Ao serviço da equipa de limpeza urbana da Junta de Freguesia de Santo António, Marco confessa que o recolhimento obrigatório "deixa uma sensação de vazio" e que "é duro suportar o som do silêncio" de uma cidade que até março fervilhava 24 horas por dia. "Agora não temos obstáculos, não é preciso mandar desviar as pessoas para recolhermos os objetos, mas só queria de volta a normalidade e que Lisboa voltasse a ser o que era", remata.
Qualquer barulho puxa atenção
Também em Lisboa, Fernando Rodrigues faz das noites calmas destes dias companheira de profissão. É guarda-noturno, atividade que vai rareando país fora e que Fernando exerce pelas bandas de Olivais Sul, da meia-noite às seis da manhã. "Agora, qualquer barulho, por pequeno que seja, chama logo a atenção. Curiosamente, é preciso estar ainda mais atento", revela. Faz os percursos de automóvel, por vezes também a pé. Cerca de um quilómetro em linha reta que palmilha noite fora com atenção redobrada para detetar qualquer sinal que indique uma situação anormal, sobretudo roubos.
"Do que me tenho apercebido, as pessoas têm acatado bem as ordens para não saírem à rua.
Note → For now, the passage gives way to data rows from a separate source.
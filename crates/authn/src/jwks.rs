//! Remote signing-key-set retrieval and caching.
//!
//! This module provides [`JwksCache`], a time-based cache in front of an
//! injectable [`KeySetSource`]. The production source is
//! [`HttpKeySetSource`], which fetches the identity provider's published
//! JWKS document over HTTP with a bounded timeout.
//!
//! ```text
//! token arrives → extract kid
//!               → JwksCache::get_keys (cached set if younger than TTL)
//!               → miss/stale? fetch from KeySetSource, atomic swap
//!               → find key by kid
//!               → verify signature
//! ```
//!
//! # Cache Strategy
//!
//! The whole key set is cached as one unit together with its fetch
//! timestamp; refresh replaces it wholesale rather than incrementally. A
//! refresh failure is surfaced as [`AuthError::JwksUnavailable`] even when a
//! previously fetched set exists — the cache favors freshness over
//! availability. Concurrent callers may race redundant fetches; fetches are
//! idempotent and the last writer wins.

use std::{
    sync::Arc,
    time::{Duration, Instant},
};

use async_trait::async_trait;
use jsonwebtoken::jwk::JwkSet;
use parking_lot::RwLock;

use crate::error::AuthError;

/// How long a fetched key set is served without re-fetching (1 hour).
///
/// Identity providers rotate signing keys rarely; a long TTL keeps the
/// verification hot path free of network round-trips.
pub const KEY_SET_TTL: Duration = Duration::from_secs(3_600);

/// Timeout for one outbound key-set fetch (10 seconds).
pub const FETCH_TIMEOUT: Duration = Duration::from_secs(10);

/// Source of a signing key set.
///
/// Abstracting the fetch behind a trait keeps the cache substitutable with a
/// stub in tests and keeps the TTL logic independent of the transport.
#[async_trait]
pub trait KeySetSource: Send + Sync {
    /// Fetches the current key set.
    ///
    /// # Errors
    ///
    /// Returns [`AuthError::JwksUnavailable`] if the set cannot be retrieved.
    async fn fetch(&self) -> Result<JwkSet, AuthError>;
}

/// Fetches the key set from the identity provider's JWKS endpoint.
///
/// An empty URL means verification is disabled globally; `fetch` then
/// returns an empty set without attempting any network call.
pub struct HttpKeySetSource {
    url: String,
    client: reqwest::Client,
}

impl HttpKeySetSource {
    /// Creates a new HTTP key-set source with the default fetch timeout.
    ///
    /// # Errors
    ///
    /// Returns [`AuthError::JwksUnavailable`] if the HTTP client cannot be
    /// constructed (e.g., no TLS backend available).
    pub fn new(url: impl Into<String>) -> Result<Self, AuthError> {
        let client = reqwest::Client::builder()
            .timeout(FETCH_TIMEOUT)
            .build()
            .map_err(|e| AuthError::jwks_unavailable(format!("failed to build client: {}", e)))?;
        Ok(Self { url: url.into(), client })
    }
}

#[async_trait]
impl KeySetSource for HttpKeySetSource {
    async fn fetch(&self) -> Result<JwkSet, AuthError> {
        if self.url.is_empty() {
            return Ok(JwkSet { keys: Vec::new() });
        }

        let response = self
            .client
            .get(&self.url)
            .send()
            .await
            .map_err(|e| AuthError::jwks_unavailable(format!("fetch failed: {}", e)))?
            .error_for_status()
            .map_err(|e| AuthError::jwks_unavailable(format!("fetch failed: {}", e)))?;

        response
            .json::<JwkSet>()
            .await
            .map_err(|e| AuthError::jwks_unavailable(format!("invalid key set document: {}", e)))
    }
}

/// A fetched key set and the instant it was fetched.
///
/// Replaced as one unit under the write lock so readers never observe a
/// torn (keys, timestamp) pair.
struct CachedKeySet {
    keys: Arc<JwkSet>,
    fetched_at: Instant,
}

/// Time-based cache for the identity provider's signing key set.
///
/// Holds at most one key set. While the set is younger than the TTL,
/// [`get_keys`](Self::get_keys) returns it without touching the source;
/// afterwards the next call re-fetches and atomically replaces the cache.
pub struct JwksCache {
    source: Arc<dyn KeySetSource>,
    ttl: Duration,
    state: RwLock<Option<CachedKeySet>>,
}

impl JwksCache {
    /// Creates a new cache with the default TTL ([`KEY_SET_TTL`]).
    #[must_use]
    pub fn new(source: Arc<dyn KeySetSource>) -> Self {
        Self::with_ttl(source, KEY_SET_TTL)
    }

    /// Creates a new cache with a custom TTL.
    #[must_use]
    pub fn with_ttl(source: Arc<dyn KeySetSource>, ttl: Duration) -> Self {
        Self { source, ttl, state: RwLock::new(None) }
    }

    /// Returns the current key set, fetching it if the cache is empty or
    /// older than the TTL.
    ///
    /// # Errors
    ///
    /// Returns [`AuthError::JwksUnavailable`] if the fetch fails. A stale
    /// cached set is *not* used as a fallback; the failure is surfaced on
    /// this call even though a later call may succeed.
    #[tracing::instrument(skip(self))]
    pub async fn get_keys(&self) -> Result<Arc<JwkSet>, AuthError> {
        if let Some(cached) = self.state.read().as_ref() {
            if cached.fetched_at.elapsed() < self.ttl {
                tracing::debug!(keys = cached.keys.keys.len(), "key set cache hit");
                return Ok(Arc::clone(&cached.keys));
            }
        }

        // The lock is not held across the fetch; concurrent callers may
        // fetch redundantly, which is harmless.
        let fetched = self.source.fetch().await.map_err(|e| {
            tracing::warn!(error = %e, "key set fetch failed");
            e
        })?;
        let keys = Arc::new(fetched);

        *self.state.write() =
            Some(CachedKeySet { keys: Arc::clone(&keys), fetched_at: Instant::now() });
        tracing::debug!(keys = keys.keys.len(), "key set cache refreshed");

        Ok(keys)
    }
}
//! # Schema API Store
//!
//! Read-only, identity-scoped entity store for the schema metadata API.
//!
//! A JSON dataset is loaded once at startup into an [`EntityStore`]; every
//! read is then evaluated against a caller [`Scope`]. An entity is visible to
//! a caller who owns it or whose account it belongs to. The store never
//! mutates after load, so a single instance can be shared across request
//! handlers behind an `Arc` without locking.
//!
//! ## Example
//!
//! ```no_run
//! use schema_api_store::{EntityStore, Page, Scope};
//!
//! # fn example() -> Result<(), schema_api_store::StoreError> {
//! let store = EntityStore::from_path("fixtures/data.json")?;
//! let scope = Scope::new("user_test123", "acct_test123");
//!
//! for ty in store.list_types(&scope, None, Page::default()) {
//!     println!("{}: {}", ty.id, ty.name);
//! }
//! # Ok(())
//! # }
//! ```

#![deny(unsafe_code)]
#![warn(missing_docs)]

/// Schema entity definitions.
pub mod entity;
/// Store error types.
pub mod error;
/// Scoped collections and the dataset-backed store.
pub mod store;

// Re-export key types for convenience
pub use entity::{Field, Object, ScopedEntity, Type, Validator, ValidatorType};
pub use error::{StoreError, StoreResult};
pub use store::{
    DEFAULT_PAGE_LIMIT, Dataset, EntityStore, MAX_PAGE_LIMIT, Page, Scope, ScopedCollection,
};
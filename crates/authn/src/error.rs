//! Authentication error types.
//!
//! This module defines errors that can occur during bearer-token verification
//! and signing-key-set retrieval.

use thiserror::Error;

/// Token verification errors.
///
/// Every failure condition in the verification path maps to exactly one of
/// these variants; nothing is silently swallowed. All variants are terminal
/// for the request except [`JwksUnavailable`](Self::JwksUnavailable), which
/// is recoverable on a later call once the remote key source responds.
///
/// # Non-exhaustive
///
/// This enum is marked `#[non_exhaustive]` — new variants may be added in
/// future minor releases without a semver-breaking change. Downstream match
/// expressions must include a wildcard arm (`_ =>`).
#[derive(Debug, Error)]
#[non_exhaustive]
pub enum AuthError {
    /// Malformed token - cannot be decoded.
    #[error("Invalid token format: {0}")]
    InvalidTokenFormat(String),

    /// No key in the current key set matches the token's `kid`.
    #[error("Signing key not found: {kid}")]
    KeyNotFound {
        /// Key ID that was not found.
        kid: String,
    },

    /// Token has expired.
    #[error("Token expired")]
    TokenExpired,

    /// Issuer claim does not match the configured issuer.
    #[error("Invalid issuer: {0}")]
    InvalidIssuer(String),

    /// Signature verification or claims validation failed.
    #[error("Authentication failed: {0}")]
    AuthenticationFailed(String),

    /// The remote key set could not be fetched.
    #[error("Key set unavailable: {0}")]
    JwksUnavailable(String),
}

impl AuthError {
    /// Creates a new `InvalidTokenFormat` error.
    #[must_use]
    pub fn invalid_token_format(message: impl Into<String>) -> Self {
        Self::InvalidTokenFormat(message.into())
    }

    /// Creates a new `KeyNotFound` error for the given key ID.
    #[must_use]
    pub fn key_not_found(kid: impl Into<String>) -> Self {
        Self::KeyNotFound { kid: kid.into() }
    }

    /// Creates a new `TokenExpired` error.
    #[must_use]
    pub fn token_expired() -> Self {
        Self::TokenExpired
    }

    /// Creates a new `InvalidIssuer` error.
    #[must_use]
    pub fn invalid_issuer(message: impl Into<String>) -> Self {
        Self::InvalidIssuer(message.into())
    }

    /// Creates a new `AuthenticationFailed` error.
    #[must_use]
    pub fn authentication_failed(message: impl Into<String>) -> Self {
        Self::AuthenticationFailed(message.into())
    }

    /// Creates a new `JwksUnavailable` error.
    #[must_use]
    pub fn jwks_unavailable(message: impl Into<String>) -> Self {
        Self::JwksUnavailable(message.into())
    }
}

impl From<jsonwebtoken::errors::Error> for AuthError {
    fn from(err: jsonwebtoken::errors::Error) -> Self {
        use jsonwebtoken::errors::ErrorKind;

        match err.kind() {
            ErrorKind::InvalidToken => {
                AuthError::InvalidTokenFormat("invalid token structure".into())
            },
            ErrorKind::Base64(_) | ErrorKind::Json(_) | ErrorKind::Utf8(_) => {
                AuthError::InvalidTokenFormat(format!("token decoding failed: {}", err))
            },
            ErrorKind::InvalidSignature => {
                AuthError::AuthenticationFailed("signature verification failed".into())
            },
            ErrorKind::ExpiredSignature => AuthError::TokenExpired,
            ErrorKind::InvalidIssuer => {
                AuthError::InvalidIssuer("issuer claim does not match expected issuer".into())
            },
            _ => AuthError::AuthenticationFailed(format!("token validation failed: {}", err)),
        }
    }
}

/// Result type alias for authentication operations.
pub type Result<T> = std::result::Result<T, AuthError>;
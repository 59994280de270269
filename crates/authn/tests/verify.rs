//! End-to-end verification tests with a stubbed key-set source.

#![allow(clippy::unwrap_used, clippy::expect_used, clippy::panic)]

use std::{sync::Arc, time::Duration};

use chrono::Utc;
use schema_api_authn::{
    AuthConfig, AuthError, KeySetSource, TokenVerifier, assert_auth_error,
    testutil::{FailingKeySetSource, StaticKeySetSource, TestKeyPair, craft_raw_token, shared_keypair},
    verifier::{TEST_ACCOUNT_ID, TEST_USER_ID},
};
use serde_json::json;

const ISSUER: &str = "https://idp.example.com";
const KID: &str = "key-2024-001";

fn verifier_with(source: Arc<dyn KeySetSource>) -> TokenVerifier {
    let config = AuthConfig::builder()
        .with_jwks_url("https://idp.example.com/jwks.json")
        .with_issuer(ISSUER)
        .build()
        .unwrap();
    TokenVerifier::with_key_source(&config, source, Duration::from_secs(60))
}

fn verifier() -> TokenVerifier {
    verifier_with(Arc::new(StaticKeySetSource::new(shared_keypair().key_set(KID))))
}

#[tokio::test]
async fn verify_valid_token_returns_identity() {
    let token = shared_keypair().signed_token(KID, ISSUER);

    let identity = verifier().verify(&token).await.unwrap();
    assert_eq!(identity.user_id, "user_test123");
    assert_eq!(identity.account_id, "acct_test123");
    assert_eq!(identity.email.as_deref(), Some("test@example.com"));
}

#[tokio::test]
async fn verify_without_org_claim_falls_back_to_subject() {
    let claims = json!({
        "iss": ISSUER,
        "sub": "user_solo",
        "exp": Utc::now().timestamp() + 3600,
        "iat": Utc::now().timestamp(),
    });
    let token = shared_keypair().signed_token_with_claims(KID, &claims);

    let identity = verifier().verify(&token).await.unwrap();
    assert_eq!(identity.user_id, "user_solo");
    assert_eq!(identity.account_id, "user_solo");
    assert!(identity.email.is_none());
}

#[tokio::test]
async fn verify_expired_token_rejected() {
    // Well past the verifier's 60-second clock leeway.
    let exp = Utc::now().timestamp() - 7200;
    let token = shared_keypair().signed_token_with_exp(KID, ISSUER, exp);

    let result = verifier().verify(&token).await;
    assert_auth_error!(result, TokenExpired);
}

#[tokio::test]
async fn verify_wrong_issuer_rejected() {
    let token = shared_keypair().signed_token(KID, "https://evil.example.com");

    let result = verifier().verify(&token).await;
    assert_auth_error!(result, InvalidIssuer);
}

#[tokio::test]
async fn verify_unknown_kid_rejected() {
    let token = shared_keypair().signed_token("ghost-key", ISSUER);

    let result = verifier().verify(&token).await;
    assert!(
        matches!(&result, Err(AuthError::KeyNotFound { kid }) if kid == "ghost-key"),
        "expected KeyNotFound, got: {result:?}"
    );
}

#[tokio::test]
async fn verify_token_signed_by_other_key_rejected() {
    // Key set publishes the shared key, but the token is signed by a
    // different key under the same kid.
    let imposter = TestKeyPair::generate();
    let token = imposter.signed_token(KID, ISSUER);

    let result = verifier().verify(&token).await;
    assert_auth_error!(result, AuthenticationFailed);
}

#[tokio::test]
async fn verify_missing_subject_rejected() {
    let claims = json!({
        "iss": ISSUER,
        "exp": Utc::now().timestamp() + 3600,
        "org_id": "acct_test123",
    });
    let token = shared_keypair().signed_token_with_claims(KID, &claims);

    let result = verifier().verify(&token).await;
    assert_auth_error!(result, AuthenticationFailed);
}

#[tokio::test]
async fn verify_header_without_kid_is_malformed() {
    let token = craft_raw_token(&json!({"alg": "RS256", "typ": "JWT"}), &json!({"sub": "x"}));

    let result = verifier().verify(&token).await;
    assert_auth_error!(result, InvalidTokenFormat);
}

#[tokio::test]
async fn verify_alg_none_is_malformed() {
    let token = craft_raw_token(
        &json!({"alg": "none", "typ": "JWT", "kid": KID}),
        &json!({"iss": ISSUER, "sub": "user_x", "exp": Utc::now().timestamp() + 3600}),
    );

    let result = verifier().verify(&token).await;
    assert_auth_error!(result, InvalidTokenFormat);
}

#[tokio::test]
async fn verify_key_source_outage_surfaces_unavailable() {
    let verifier = verifier_with(Arc::new(FailingKeySetSource));
    let token = shared_keypair().signed_token(KID, ISSUER);

    let result = verifier.verify(&token).await;
    assert_auth_error!(result, JwksUnavailable);
}

#[tokio::test]
async fn verify_reuses_cached_key_set_within_ttl() {
    let source = Arc::new(StaticKeySetSource::new(shared_keypair().key_set(KID)));
    let verifier = verifier_with(source.clone());
    let token = shared_keypair().signed_token(KID, ISSUER);

    verifier.verify(&token).await.unwrap();
    verifier.verify(&token).await.unwrap();

    assert_eq!(source.fetch_count(), 1, "second verification must hit the cache");
}

#[tokio::test]
async fn verify_bypass_mode_accepts_anything() {
    let config = AuthConfig::builder().with_require_auth(false).build().unwrap();
    let verifier = TokenVerifier::new(&config).unwrap();

    for token in ["", "garbage", "a.b.c"] {
        let identity = verifier.verify(token).await.unwrap();
        assert_eq!(identity.user_id, TEST_USER_ID);
        assert_eq!(identity.account_id, TEST_ACCOUNT_ID);
    }
}
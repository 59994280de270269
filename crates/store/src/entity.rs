//! Schema entity definitions.
//!
//! Four related entity kinds make up the metadata model: [`Type`],
//! [`Validator`], [`Field`] and [`Object`]. Every entity carries an id, an
//! owner, an account and creation/update timestamps; relationships between
//! kinds are reference-by-id only. The store does not enforce referential
//! integrity — a `Field` may reference a nonexistent `Type` id without error.
//! This is an accepted simplification of the model, not a defect.

use chrono::{DateTime, Utc};
use serde::{Deserialize, Serialize};
use serde_json::Value;

/// Common access to the attributes the store scopes and filters on.
///
/// `namespace` returns `None` for kinds that carry no namespace attribute
/// ([`Type`] and [`Validator`]); the store then accepts a namespace filter
/// without applying it.
pub trait ScopedEntity {
    /// Unique identifier within the entity's kind.
    fn id(&self) -> &str;
    /// User id of the owner.
    fn owner_id(&self) -> &str;
    /// Account id the entity belongs to.
    fn account_id(&self) -> &str;
    /// Namespace grouping attribute, if the kind has one.
    fn namespace(&self) -> Option<&str> {
        None
    }
}

fn default_true() -> bool {
    true
}

fn default_error_message() -> String {
    "Validation failed".to_owned()
}

/// A data type (e.g., string, int, bool).
#[derive(Clone, Debug, PartialEq, Serialize, Deserialize)]
pub struct Type {
    /// Unique identifier for the type.
    pub id: String,
    /// Display name of the type.
    pub name: String,
    /// Source-language type representation (e.g., "str", "int", "bool").
    pub python_type: String,
    /// Optional description of the type.
    #[serde(default)]
    pub description: String,
    /// Whether this is a built-in type.
    #[serde(default = "default_true")]
    pub is_builtin: bool,
    /// Whether this type can be null.
    #[serde(default)]
    pub is_nullable: bool,
    /// Default value for this type.
    #[serde(default)]
    pub default_value: Option<Value>,
    /// User id of the owner.
    pub owner_id: String,
    /// Account id the type belongs to.
    pub account_id: String,
    /// Creation timestamp.
    pub created_at: DateTime<Utc>,
    /// Last-update timestamp.
    pub updated_at: DateTime<Utc>,
}

impl ScopedEntity for Type {
    fn id(&self) -> &str {
        &self.id
    }

    fn owner_id(&self) -> &str {
        &self.owner_id
    }

    fn account_id(&self) -> &str {
        &self.account_id
    }
}

/// Kinds of validation a [`Validator`] can perform.
#[derive(Clone, Copy, Debug, PartialEq, Eq, Serialize, Deserialize)]
#[serde(rename_all = "lowercase")]
pub enum ValidatorType {
    /// Length constraint.
    Length,
    /// Numeric range constraint.
    Range,
    /// Regular-expression match.
    Pattern,
    /// Caller-defined validation.
    Custom,
}

/// A validation rule applicable to fields.
#[derive(Clone, Debug, PartialEq, Serialize, Deserialize)]
pub struct Validator {
    /// Unique identifier for the validator.
    pub id: String,
    /// Display name of the validator.
    pub name: String,
    /// Kind of validation to perform.
    pub validator_type: ValidatorType,
    /// Optional description of the validator.
    #[serde(default)]
    pub description: String,
    /// Free-form configuration (e.g., min/max for range, regex for pattern).
    #[serde(default)]
    pub config: serde_json::Map<String, Value>,
    /// Message to display on validation failure.
    #[serde(default = "default_error_message")]
    pub error_message: String,
    /// User id of the owner.
    pub owner_id: String,
    /// Account id the validator belongs to.
    pub account_id: String,
    /// Creation timestamp.
    pub created_at: DateTime<Utc>,
    /// Last-update timestamp.
    pub updated_at: DateTime<Utc>,
}

impl ScopedEntity for Validator {
    fn id(&self) -> &str {
        &self.id
    }

    fn owner_id(&self) -> &str {
        &self.owner_id
    }

    fn account_id(&self) -> &str {
        &self.account_id
    }
}

/// A field in an object (e.g., a column in a table).
#[derive(Clone, Debug, PartialEq, Serialize, Deserialize)]
pub struct Field {
    /// Unique identifier for the field.
    pub id: String,
    /// Display name of the field.
    pub name: String,
    /// Reference to a [`Type`] id.
    pub type_id: String,
    /// Optional description of the field.
    #[serde(default)]
    pub description: String,
    /// Whether this field is required.
    #[serde(default)]
    pub is_required: bool,
    /// Whether this field's values must be unique.
    #[serde(default)]
    pub is_unique: bool,
    /// Whether this field should be indexed.
    #[serde(default)]
    pub is_indexed: bool,
    /// Default value for this field.
    #[serde(default)]
    pub default_value: Option<Value>,
    /// Ordered [`Validator`] ids applied to this field.
    #[serde(default)]
    pub validator_ids: Vec<String>,
    /// Namespace grouping attribute.
    #[serde(default)]
    pub namespace: String,
    /// User id of the owner.
    pub owner_id: String,
    /// Account id the field belongs to.
    pub account_id: String,
    /// Creation timestamp.
    pub created_at: DateTime<Utc>,
    /// Last-update timestamp.
    pub updated_at: DateTime<Utc>,
}

impl ScopedEntity for Field {
    fn id(&self) -> &str {
        &self.id
    }

    fn owner_id(&self) -> &str {
        &self.owner_id
    }

    fn account_id(&self) -> &str {
        &self.account_id
    }

    fn namespace(&self) -> Option<&str> {
        Some(&self.namespace)
    }
}

/// A data object (e.g., a database table).
#[derive(Clone, Debug, PartialEq, Serialize, Deserialize)]
pub struct Object {
    /// Unique identifier for the object.
    pub id: String,
    /// Display name of the object.
    pub name: String,
    /// Optional description of the object.
    #[serde(default)]
    pub description: String,
    /// Ordered [`Field`] ids belonging to this object.
    #[serde(default)]
    pub field_ids: Vec<String>,
    /// Namespace grouping attribute.
    #[serde(default)]
    pub namespace: String,
    /// Database table name for this object.
    #[serde(default)]
    pub table_name: String,
    /// Whether this object is active.
    #[serde(default = "default_true")]
    pub is_active: bool,
    /// User id of the owner.
    pub owner_id: String,
    /// Account id the object belongs to.
    pub account_id: String,
    /// Creation timestamp.
    pub created_at: DateTime<Utc>,
    /// Last-update timestamp.
    pub updated_at: DateTime<Utc>,
}

impl ScopedEntity for Object {
    fn id(&self) -> &str {
        &self.id
    }

    fn owner_id(&self) -> &str {
        &self.owner_id
    }

    fn account_id(&self) -> &str {
        &self.account_id
    }

    fn namespace(&self) -> Option<&str> {
        Some(&self.namespace)
    }
}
Apenas me deparei com uma situação de um grupo de adolescentes que circulava na rua durante o horário do recolher obrigatório", descreve. "Fui ter com eles, perguntei-lhes e pedi-lhes que não estivessem na via pública e voltassem para as suas casas", conta.
O experiente guarda-noturno, 35 anos de rondas no currículo, alerta que tanto vazio poderá "fazer subir a criminalidade" em Lisboa, "sobretudo a ligada aos furtos em automóveis." A vantagem é que qualquer situação anómala "tem tendência a ser detetada mais rapidamente do que o habitual" dada a falta de ruído.
Wagner, Marco e Fernando encaixam nos casos de exceção que o estado de emergência contempla. Mesmo assim, diz a lei, quem trabalha durante o recolher obrigatório tem que possuir uma declaração específica para o efeito emitida pela entidade empregadora ou até pelo próprio, no caso de se tratar de um trabalhador por conta própria. Profissionais de saúde, agentes das forças de segurança, militares e inspetores da ASAE são outros profissionais a quem a lei prevê poder circular normalmente nas ruas. De resto, a ordem é para permanecer em casa. E deixar às ruas o privilégio de serem delas próprias, sem ninguém que lhes tome conta das rotinas. Vazias e silenciosas como se nunca tivessem sido de ninguém.